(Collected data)
· · ·

//! Resolution error types and diagnostics.

use miette::Diagnostic as MietteDiagnostic;
use thiserror::Error;

use crate::core::platform::PlatformId;
use crate::util::diagnostic::{suggestions, Diagnostic};

/// Error during build rule resolution.
///
/// Every variant is a configuration-time failure: the orchestrator must
/// abort the build rather than fall back to a default rule set.
#[derive(Debug, Clone, PartialEq, Eq, Error, MietteDiagnostic)]
pub enum ResolveError {
    #[error("unsupported platform `{platform}`")]
    #[diagnostic(code(modrules::resolve::unsupported_platform))]
    UnsupportedPlatform { platform: String },

    #[error("invalid target `{target}`")]
    #[diagnostic(code(modrules::resolve::invalid_target))]
    InvalidTarget {
        target: String,
        module: Option<String>,
    },

    #[error("invalid toolchain version `{input}`")]
    #[diagnostic(
        code(modrules::resolve::invalid_version),
        help("versions look like `4.16`, `4.21.2` or `UE_4_21`")
    )]
    InvalidVersion { input: String },

    #[error("unknown module `{module}`")]
    #[diagnostic(code(modrules::resolve::invalid_module))]
    InvalidModule { module: String },

    #[error("resolved configuration for `{module}` on {platform} is inconsistent: {message}")]
    #[diagnostic(code(modrules::resolve::invariant))]
    InvariantViolation {
        module: String,
        platform: PlatformId,
        message: String,
    },

    #[error("resolved configuration for `{module}` on {platform} cannot be written as JSON: {message}")]
    #[diagnostic(code(modrules::resolve::unrepresentable))]
    Unrepresentable {
        module: String,
        platform: PlatformId,
        message: String,
    },
}

impl ResolveError {
    /// Convert to a user-friendly diagnostic.
    pub fn to_diagnostic(&self) -> Diagnostic {
        match self {
            ResolveError::UnsupportedPlatform { platform } => {
                Diagnostic::error(format!("no build rules for platform `{}`", platform))
                    .with_context(
                        "linking a default library set could pull in binaries for the wrong ABI",
                    )
                    .with_suggestion(suggestions::LIST_PLATFORMS)
            }

            ResolveError::InvalidTarget { target, module } => {
                let mut diag = match module {
                    Some(module) => Diagnostic::error(format!(
                        "module `{}` cannot be built for `{}` targets",
                        module, target
                    )),
                    None => Diagnostic::error(format!("unknown target kind `{}`", target)),
                };
                diag = diag.with_context("supported target kinds: game, editor, server");
                diag.with_suggestion(suggestions::LIST_TARGETS)
            }

            ResolveError::InvalidVersion { input } => {
                Diagnostic::error(format!("`{}` is not a toolchain version", input))
                    .with_suggestion("Pass a version such as `--engine 4.21`")
            }

            ResolveError::InvalidModule { module } => {
                Diagnostic::error(format!("unknown module `{}`", module))
                    .with_context("modules: Funapi, FunapiDedicatedServer, funapi_plugin_ue4")
            }

            ResolveError::InvariantViolation {
                module,
                platform,
                message,
            } => Diagnostic::error(format!(
                "inconsistent rules for `{}` on {}",
                module, platform
            ))
            .with_context(message.clone())
            .with_suggestion(suggestions::REPORT_RULES),

            ResolveError::Unrepresentable {
                module,
                platform,
                message,
            } => Diagnostic::error(format!(
                "cannot write the configuration for `{}` on {} as JSON",
                module, platform
            ))
            .with_context(message.clone())
            .with_suggestion("Pass a UTF-8 `--root` or set `paths.third_party` to a UTF-8 path"),
        }
    }
}

#[cfg(test)]
mod tests {
    use super::*;

    #[test]
    fn test_unsupported_platform_diagnostic() {
        let err = ResolveError::UnsupportedPlatform {
            platform: "HTML5".to_string(),
        };
        let output = err.to_diagnostic().format(false);
        assert!(output.contains("error: no build rules for platform `HTML5`"));
        assert!(output.contains("modrules platforms"));
    }

    #[test]
    fn test_invalid_target_mentions_module() {
        let err = ResolveError::InvalidTarget {
            target: "server".to_string(),
            module: Some("Funapi".to_string()),
        };
        assert_eq!(err.to_string(), "invalid target `server`");
        let output = err.to_diagnostic().format(false);
        assert!(output.contains("module `Funapi` cannot be built for `server` targets"));
    }

    #[test]
    fn test_unrepresentable_points_at_root() {
        let err = ResolveError::Unrepresentable {
            module: "Funapi".to_string(),
            platform: PlatformId::Mac,
            message: "path contains invalid UTF-8 characters".to_string(),
        };
        let output = err.to_diagnostic().format(false);
        assert!(output.starts_with("error: cannot write the configuration for `Funapi` on Mac as JSON"));
        assert!(output.contains("  = path contains invalid UTF-8 characters"));
        assert!(output.contains("UTF-8 `--root`"));
    }
}
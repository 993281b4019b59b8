//! Base rules of the plugin's modules.

use std::fmt;
use std::str::FromStr;

use serde::{Deserialize, Serialize};

use crate::core::target::TargetKind;
use crate::rules::errors::ResolveError;

/// Modules added to every editor build.
pub const EDITOR_MODULES: &[&str] = &["UnrealEd", "Slate", "SlateCore", "EditorStyle"];

/// A module of the plugin that can be resolved.
#[derive(Debug, Clone, Copy, PartialEq, Eq, Hash, Default, Serialize, Deserialize)]
pub enum ModuleId {
    /// The networking SDK itself
    #[default]
    Sdk,
    /// Dedicated server integration
    DedicatedServer,
    /// Sample game module
    SampleGame,
}

/// Platform-independent rules of a module.
#[derive(Debug, Clone, Copy)]
pub struct ModuleRules {
    pub name: &'static str,
    pub targets: &'static [TargetKind],
    pub defines: &'static [(&'static str, &'static str)],
    pub public_include_dirs: &'static [&'static str],
    pub private_include_dirs: &'static [&'static str],
    pub editor_include_dir: &'static str,
    pub public_dependencies: &'static [&'static str],
    pub private_dependencies: &'static [&'static str],
    pub dynamically_loaded: &'static [&'static str],
    pub private_pch: &'static str,
    /// Whether the per-platform feature and third-party rules apply
    pub platform_rules: bool,
}

const SDK: ModuleRules = ModuleRules {
    name: "Funapi",
    targets: &[TargetKind::Game, TargetKind::Editor],
    defines: &[
        ("WITH_FUNAPI", "1"),
        ("FUNAPI_UE4", "1"),
        ("RAPIDJSON_HAS_STDSTRING", "0"),
    ],
    public_include_dirs: &[
        "Funapi/Public",
        "Funapi/Public/funapi",
        "Funapi/Public/funapi/management",
        "Funapi/Public/funapi/network",
        "Funapi/Public/funapi/service",
        "Funapi/Public/funapi/rpc",
    ],
    private_include_dirs: &["Funapi/Private"],
    editor_include_dir: "Funapi/Editor",
    public_dependencies: &["Core", "Engine", "zlib"],
    private_dependencies: &[],
    dynamically_loaded: &[],
    private_pch: "Funapi/Private/FunapiPrivatePCH.h",
    platform_rules: true,
};

const DEDICATED_SERVER: ModuleRules = ModuleRules {
    name: "FunapiDedicatedServer",
    targets: &[TargetKind::Game, TargetKind::Editor, TargetKind::Server],
    defines: &[("WITH_FUNAPIDEDICATEDSERVER", "1")],
    public_include_dirs: &["FunapiDedicatedServer/Public"],
    private_include_dirs: &[],
    editor_include_dir: "FunapiDedicatedServer/Editor",
    public_dependencies: &[],
    private_dependencies: &["Core", "Engine", "Json", "Http"],
    dynamically_loaded: &[],
    private_pch: "Private/FunapiDedicatedServerPrivatePCH.h",
    platform_rules: false,
};

const SAMPLE_GAME: ModuleRules = ModuleRules {
    name: "funapi_plugin_ue4",
    targets: &[TargetKind::Game, TargetKind::Editor],
    defines: &[],
    public_include_dirs: &[],
    private_include_dirs: &[],
    editor_include_dir: "funapi_plugin_ue4/Editor",
    public_dependencies: &["Core", "CoreUObject", "Engine", "InputCore", "Json", "UMG"],
    private_dependencies: &["Slate", "SlateCore", "Funapi"],
    dynamically_loaded: &[],
    private_pch: "funapi_plugin_ue4.h",
    platform_rules: false,
};

impl ModuleId {
    pub const ALL: [ModuleId; 3] = [ModuleId::Sdk, ModuleId::DedicatedServer, ModuleId::SampleGame];

    pub fn rules(&self) -> &'static ModuleRules {
        match self {
            ModuleId::Sdk => &SDK,
            ModuleId::DedicatedServer => &DEDICATED_SERVER,
            ModuleId::SampleGame => &SAMPLE_GAME,
        }
    }

    pub fn name(&self) -> &'static str {
        self.rules().name
    }

    pub fn supports(&self, kind: TargetKind) -> bool {
        self.rules().targets.contains(&kind)
    }
}

impl fmt::Display for ModuleId {
    fn fmt(&self, f: &mut fmt::Formatter<'_>) -> fmt::Result {
        f.pad(self.name())
    }
}

impl FromStr for ModuleId {
    type Err = ResolveError;

    fn from_str(s: &str) -> Result<Self, Self::Err> {
        let wanted = s.trim();
        ModuleId::ALL
            .into_iter()
            .find(|m| m.name().eq_ignore_ascii_case(wanted))
            .or(match wanted.to_ascii_lowercase().as_str() {
                "sdk" => Some(ModuleId::Sdk),
                "server" | "dedicated-server" => Some(ModuleId::DedicatedServer),
                "game" | "sample" => Some(ModuleId::SampleGame),
                _ => None,
            })
            .ok_or_else(|| ResolveError::InvalidModule {
                module: s.to_string(),
            })
    }
}
//! `modrules matrix` command
//!
//! Resolves every supported combination in parallel and prints one
//! fingerprint per line, in a stable order.

use anyhow::{bail, Result};
use rayon::prelude::*;

use modrules::rules::table;
use modrules::util::Config;
use modrules::{ModuleId, PlatformId, ResolveError, Resolver, TargetKind, ToolchainVersion};

use super::third_party_root;
use crate::cli::MatrixArgs;

/// Toolchains checked when none are given: each side of every version gate.
const DEFAULT_TOOLCHAINS: &[&str] = &["4.15", "4.16", "4.18", "4.19", "4.20", "4.21", "4.22", "4.24"];

struct Combination {
    module: ModuleId,
    platform: PlatformId,
    target: TargetKind,
    toolchain: ToolchainVersion,
}

pub fn execute(args: MatrixArgs, config: &Config) -> Result<()> {
    let toolchains = if args.engine.is_empty() {
        DEFAULT_TOOLCHAINS
            .iter()
            .map(|v| v.parse())
            .collect::<Result<Vec<ToolchainVersion>, _>>()?
    } else {
        args.engine
            .iter()
            .map(|v| v.parse())
            .collect::<Result<Vec<ToolchainVersion>, _>>()?
    };

    let modules = match args.module.as_deref() {
        Some(name) => vec![name.parse::<ModuleId>()?],
        None => ModuleId::ALL.to_vec(),
    };

    let root = third_party_root(args.root.as_deref(), config);

    let mut combinations = Vec::new();
    for module in &modules {
        for platform in PlatformId::ALL.into_iter().filter(|p| table::has_rules(*p)) {
            for target in TargetKind::ALL.into_iter().filter(|t| module.supports(*t)) {
                for toolchain in &toolchains {
                    combinations.push(Combination {
                        module: *module,
                        platform,
                        target,
                        toolchain: *toolchain,
                    });
                }
            }
        }
    }

    tracing::debug!("resolving {} combinations", combinations.len());

    let results: Vec<(&Combination, Result<String, ResolveError>)> = combinations
        .par_iter()
        .map(|c| {
            let resolved = Resolver::new(root.clone())
                .module(c.module)
                .resolve(c.platform, c.target, c.toolchain)
                .and_then(|config| config.fingerprint());
            (c, resolved)
        })
        .collect();

    let mut failures = 0;
    for (c, result) in &results {
        match result {
            Ok(fingerprint) => println!(
                "{:<24} {:<8} {:<7} {:<5} {}",
                c.module.name(),
                c.platform,
                c.target,
                c.toolchain,
                fingerprint
            ),
            Err(e) => {
                failures += 1;
                println!(
                    "{:<24} {:<8} {:<7} {:<5} FAILED: {}",
                    c.module.name(),
                    c.platform,
                    c.target,
                    c.toolchain,
                    e
                );
            }
        }
    }

    tracing::info!(
        "{} combinations resolved, {} failed",
        results.len() - failures,
        failures
    );

    if failures > 0 {
        bail!("{} of {} combinations failed to resolve", failures, results.len());
    }

    Ok(())
}
//! `modrules targets` command

use anyhow::Result;

use modrules::rules::{ModuleId, TargetRules};

pub fn execute() -> Result<()> {
    for rules in TargetRules::all() {
        println!(
            "{:<28} {:<7} modules: {}",
            rules.name,
            rules.kind,
            rules.extra_modules.join(", ")
        );
    }

    println!();
    for module in ModuleId::ALL {
        let targets: Vec<String> = module
            .rules()
            .targets
            .iter()
            .map(|t| t.to_string())
            .collect();
        println!("{:<28} builds for: {}", module.name(), targets.join(", "));
    }

    Ok(())
}
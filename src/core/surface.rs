//! Compile and link surface items.
//!
//! These are the building blocks of a resolved configuration: preprocessor
//! definitions, and the link inputs handed to the orchestrator.

use std::path::{Path, PathBuf};

use serde::{Deserialize, Serialize};

/// A preprocessor define.
#[derive(Debug, Clone, PartialEq, Eq, Serialize, Deserialize)]
#[serde(untagged)]
pub enum Define {
    /// Simple flag: -DFOO
    Flag(String),
    /// Key-value: -DFOO=bar
    KeyValue { name: String, value: String },
}

impl Define {
    /// Create a key-value define.
    pub fn key_value(name: impl Into<String>, value: impl Into<String>) -> Self {
        Define::KeyValue {
            name: name.into(),
            value: value.into(),
        }
    }

    /// Create a `NAME=1` / `NAME=0` define.
    pub fn switch(name: impl Into<String>, enabled: bool) -> Self {
        Define::key_value(name, if enabled { "1" } else { "0" })
    }

    /// Get the define name.
    pub fn name(&self) -> &str {
        match self {
            Define::Flag(n) => n,
            Define::KeyValue { name, .. } => name,
        }
    }

    /// Get the define value, if any.
    pub fn value(&self) -> Option<&str> {
        match self {
            Define::Flag(_) => None,
            Define::KeyValue { value, .. } => Some(value),
        }
    }

    /// Convert to compiler flag format.
    pub fn to_flag(&self) -> String {
        match self {
            Define::Flag(name) => format!("-D{}", name),
            Define::KeyValue { name, value } => format!("-D{}={}", name, value),
        }
    }
}

impl std::fmt::Display for Define {
    fn fmt(&self, f: &mut std::fmt::Formatter<'_>) -> std::fmt::Result {
        match self {
            Define::Flag(name) => f.write_str(name),
            Define::KeyValue { name, value } => write!(f, "{}={}", name, value),
        }
    }
}

/// Ordered definitions, unique by name.
///
/// Setting an existing name replaces its value in place, so the first
/// rule to mention a name fixes its position.
#[derive(Debug, Clone, Default, PartialEq, Eq, Serialize, Deserialize)]
#[serde(transparent)]
pub struct DefineSet {
    defines: Vec<Define>,
}

impl DefineSet {
    pub fn new() -> Self {
        DefineSet::default()
    }

    /// Insert or override a define.
    pub fn set(&mut self, define: Define) {
        match self.defines.iter_mut().find(|d| d.name() == define.name()) {
            Some(existing) => *existing = define,
            None => self.defines.push(define),
        }
    }

    /// Insert or override every define in order.
    pub fn extend(&mut self, defines: impl IntoIterator<Item = Define>) {
        for define in defines {
            self.set(define);
        }
    }

    pub fn get(&self, name: &str) -> Option<&Define> {
        self.defines.iter().find(|d| d.name() == name)
    }

    /// Value of a define, `None` when absent or a bare flag.
    pub fn value(&self, name: &str) -> Option<&str> {
        self.get(name).and_then(Define::value)
    }

    /// Whether `NAME=1` is present.
    pub fn is_enabled(&self, name: &str) -> bool {
        self.value(name) == Some("1")
    }

    pub fn contains(&self, name: &str) -> bool {
        self.get(name).is_some()
    }

    pub fn iter(&self) -> impl Iterator<Item = &Define> {
        self.defines.iter()
    }

    pub fn len(&self) -> usize {
        self.defines.len()
    }

    pub fn is_empty(&self) -> bool {
        self.defines.is_empty()
    }
}

impl<'a> IntoIterator for &'a DefineSet {
    type Item = &'a Define;
    type IntoIter = std::slice::Iter<'a, Define>;

    fn into_iter(self) -> Self::IntoIter {
        self.defines.iter()
    }
}

/// A link input.
#[derive(Debug, Clone, PartialEq, Eq, Serialize, Deserialize)]
#[serde(tag = "kind", rename_all = "lowercase")]
pub enum LibRef {
    /// Static or import library at a specific path
    Path { path: PathBuf },

    /// Library resolved by name through the search directories (-lfoo)
    Named { name: String },

    /// Third-party package provided by the host engine
    Engine { name: String },
}

impl LibRef {
    /// Create a path library reference.
    pub fn path(path: impl Into<PathBuf>) -> Self {
        LibRef::Path { path: path.into() }
    }

    /// Create a named library reference.
    pub fn named(name: impl Into<String>) -> Self {
        LibRef::Named { name: name.into() }
    }

    /// Create an engine package reference.
    pub fn engine(name: impl Into<String>) -> Self {
        LibRef::Engine { name: name.into() }
    }

    /// Directory the library lives in, for path references.
    pub fn dir(&self) -> Option<&Path> {
        match self {
            LibRef::Path { path } => path.parent(),
            _ => None,
        }
    }

    /// Convert to linker flag(s).
    pub fn to_flags(&self) -> Vec<String> {
        match self {
            LibRef::Path { path } => vec![path.display().to_string()],
            LibRef::Named { name } => vec![format!("-l{}", name)],
            LibRef::Engine { .. } => {
                // Resolved by the orchestrator's package registry
                vec![]
            }
        }
    }
}

impl std::fmt::Display for LibRef {
    fn fmt(&self, f: &mut std::fmt::Formatter<'_>) -> std::fmt::Result {
        match self {
            LibRef::Path { path } => write!(f, "{}", path.display()),
            LibRef::Named { name } => write!(f, "-l{}", name),
            LibRef::Engine { name } => write!(f, "engine:{}", name),
        }
    }
}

· · ·

**Problem statement**
Up to and including the line with "cannot be written", transcribe the entries above exactly, starting from their first line.

**Answer box**
//! Resolution error types and diagnostics.

use miette::Diagnostic as MietteDiagnostic;
use thiserror::Error;

use crate::core::platform::PlatformId;
use crate::util::diagnostic::{suggestions, Diagnostic};

/// Error during build rule resolution.
///
/// Every variant is a configuration-time failure: the orchestrator must
/// abort the build rather than fall back to a default rule set.
#[derive(Debug, Clone, PartialEq, Eq, Error, MietteDiagnostic)]
pub enum ResolveError {
    #[error("unsupported platform `{platform}`")]
    #[diagnostic(code(modrules::resolve::unsupported_platform))]
    UnsupportedPlatform { platform: String },

    #[error("invalid target `{target}`")]
    #[diagnostic(code(modrules::resolve::invalid_target))]
    InvalidTarget {
        target: String,
        module: Option<String>,
    },

    #[error("invalid toolchain version `{input}`")]
    #[diagnostic(
        code(modrules::resolve::invalid_version),
        help("versions look like `4.16`, `4.21.2` or `UE_4_21`")
    )]
    InvalidVersion { input: String },

    #[error("unknown module `{module}`")]
    #[diagnostic(code(modrules::resolve::invalid_module))]
    InvalidModule { module: String },

    #[error("resolved configuration for `{module}` on {platform} is inconsistent: {message}")]
    #[diagnostic(code(modrules::resolve::invariant))]
    InvariantViolation {
        module: String,
        platform: PlatformId,
        message: String,
    },

    #[error("resolved configuration for `{module}` on {platform} cannot be written as JSON: {message}")]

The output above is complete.